In college, to be sensible and pleasing to my mother, I pursued a secretarial degree. Never mind that I was awful at typing and hated shorthand. I lovingly supported my husband through graduate degrees and job changes. I led my children through life, encouraging them to follow dreams of their own. I willingly recognized this as a season of “others.” My own passions would…could…just wait awhile.
But a curious pattern began to emerge. When David’s first graduate studies took us to Lincoln, Nebraska, the duplex I liked best was on the edge of town, backed by nothing but cornfields. The townhouse where our first daughter was born was surrounded by woods. The house we built in Massachusetts was on 3 acres of wooded hills and yes, I had my first chicken coop there because it seemed educational for our home schooled girls to know where their food was coming from. When circumstances led us to live in an apartment for 9 years, I made sure that the slider faced an enormous field so that I wouldn’t have to look at other apartments and then found a way to brood meat chicks in the storage room of the garage.
And the years flew by.
My husband established his career. The girls grew up, got married, and moved away. And finally, during a simple empty nesters’ conversation about what to do with the rest of our lives, the clouds of distraction and delay parted, and clarity shone down. The time had come. We bought a farm.
Five years have now passed. I wait for the births of this year’s goat kids. I prepare the pen for the new piglets and begin taking orders for grass-fed lambs. I think about the 300 meat chickens we will raise and mentally schedule their butchering dates as I stock the farm store refrigerator with today’s fresh eggs.
While I work, my heart sings with thankfulness for I am living the dream that came true. Delayed? Maybe, but having waited for decades I now understand what only time and wisdom can teach.
When a dream is from God, it never dies. To others, it may sound like foolishness and that’s okay—it’s not their dream, never was, never will be. He intended it to be solely for you. To ignore a dream implanted by God is to ignore the person He created.
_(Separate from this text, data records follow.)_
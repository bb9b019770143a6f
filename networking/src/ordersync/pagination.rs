/// Page contracts, one per subprotocol version.
///
/// A contract knows where a session starts and how a provider turns a
/// cursor into a page plus the cursor for the next one. Requesters only
/// ever echo back the cursor they were given.
use async_trait::async_trait;
use containers::SignedOrder;

use super::error::OrdersyncError;
use super::protocol::{PageCursor, SubprotocolVersion};
use super::store::OrderQuery;

#[derive(Debug, Clone, PartialEq, Eq)]
pub struct ServedPage {
    pub orders: Vec<SignedOrder>,
    pub next_cursor: Option<PageCursor>,
    pub complete: bool,
}

#[async_trait]
pub trait PageContract: Send + Sync {
    fn version(&self) -> SubprotocolVersion;

    fn first_cursor(&self) -> PageCursor;

    async fn serve(
        &self,
        store: &dyn OrderQuery,
        cursor: &PageCursor,
        limit: usize,
    ) -> Result<ServedPage, OrdersyncError>;
}

/// V0: offset pages over a snapshot the provider pins for the session.
pub struct OffsetPagination;

/// V1: pages of orders whose hash is strictly above the cursor.
pub struct KeysetPagination;

static OFFSET: OffsetPagination = OffsetPagination;
static KEYSET: KeysetPagination = KeysetPagination;

pub fn contract_for(version: SubprotocolVersion) -> &'static dyn PageContract {
    match version {
        SubprotocolVersion::V0 => &OFFSET,
        SubprotocolVersion::V1 => &KEYSET,
    }
}

fn wrong_cursor(version: SubprotocolVersion, cursor: &PageCursor) -> OrdersyncError {
    OrdersyncError::Protocol(format!(
        "{version} page contract cannot serve a {} cursor",
        cursor.version()
    ))
}

#[async_trait]
impl PageContract for OffsetPagination {
    fn version(&self) -> SubprotocolVersion {
        SubprotocolVersion::V0
    }

    fn first_cursor(&self) -> PageCursor {
        PageCursor::Offset {
            page: 0,
            snapshot_id: None,
        }
    }

    async fn serve(
        &self,
        store: &dyn OrderQuery,
        cursor: &PageCursor,
        limit: usize,
    ) -> Result<ServedPage, OrdersyncError> {
        let PageCursor::Offset { page, snapshot_id } = cursor else {
            return Err(wrong_cursor(self.version(), cursor));
        };

        let response = store
            .get_orders(*page, limit, snapshot_id.as_deref())
            .await?;
        let complete = response.orders_infos.len() < limit;
        let next_cursor = (!complete).then(|| PageCursor::Offset {
            page: page + 1,
            snapshot_id: Some(response.snapshot_id.clone()),
        });

        Ok(ServedPage {
            orders: response
                .orders_infos
                .into_iter()
                .map(|info| info.signed_order)
                .collect(),
            next_cursor,
            complete,
        })
    }
}

#[async_trait]
impl PageContract for KeysetPagination {
    fn version(&self) -> SubprotocolVersion {
        SubprotocolVersion::V1
    }

    fn first_cursor(&self) -> PageCursor {
        PageCursor::Keyset {
            min_order_hash: None,
        }
    }

    async fn serve(
        &self,
        store: &dyn OrderQuery,
        cursor: &PageCursor,
        limit: usize,
    ) -> Result<ServedPage, OrdersyncError> {
        let PageCursor::Keyset { min_order_hash } = cursor else {
            return Err(wrong_cursor(self.version(), cursor));
        };

        let infos = store.get_orders_after(*min_order_hash, limit).await?;
        let complete = infos.len() < limit;
        let next_cursor = match infos.last() {
            Some(last) if !complete => Some(PageCursor::Keyset {
                min_order_hash: Some(last.order_hash),
            }),
            _ => None,
        };

        Ok(ServedPage {
            orders: infos.into_iter().map(|info| info.signed_order).collect(),
            next_cursor,
            complete,
        })
    }
}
Like the foolish servant who buried his master’s entrusted talent, ignoring our passion means wasting what we have been personally given to do.
Dreams entrusted to God find their fulfillment in His perfect timing, in His perfect way. It was right to help my husband. Ignoring the needs of my daughters to insist on my own agenda would have been wrong. God knew when and how. I only needed to wait.
Besides, it’s more fun! Who could have guessed that we would buy our first real farm at the age of 55 and that it would be successful? What a surprise to learn that 3 ½ acres, a mile outside of town would be more suitable than 17 acres buried deep in the country? God knew, and I think He smiles as He continues to gradually unfurl His plans for me to see.
I watch my daughters as busy mothers. Traces of their own dreams manage to peak through their distracted lives. I smile a remembering smile and whisper a prayer that they will keep right on dreaming until their day of fruition arrives. For it will.
Life is what happens while waiting on our dreams. Some people are fortunate to experience both.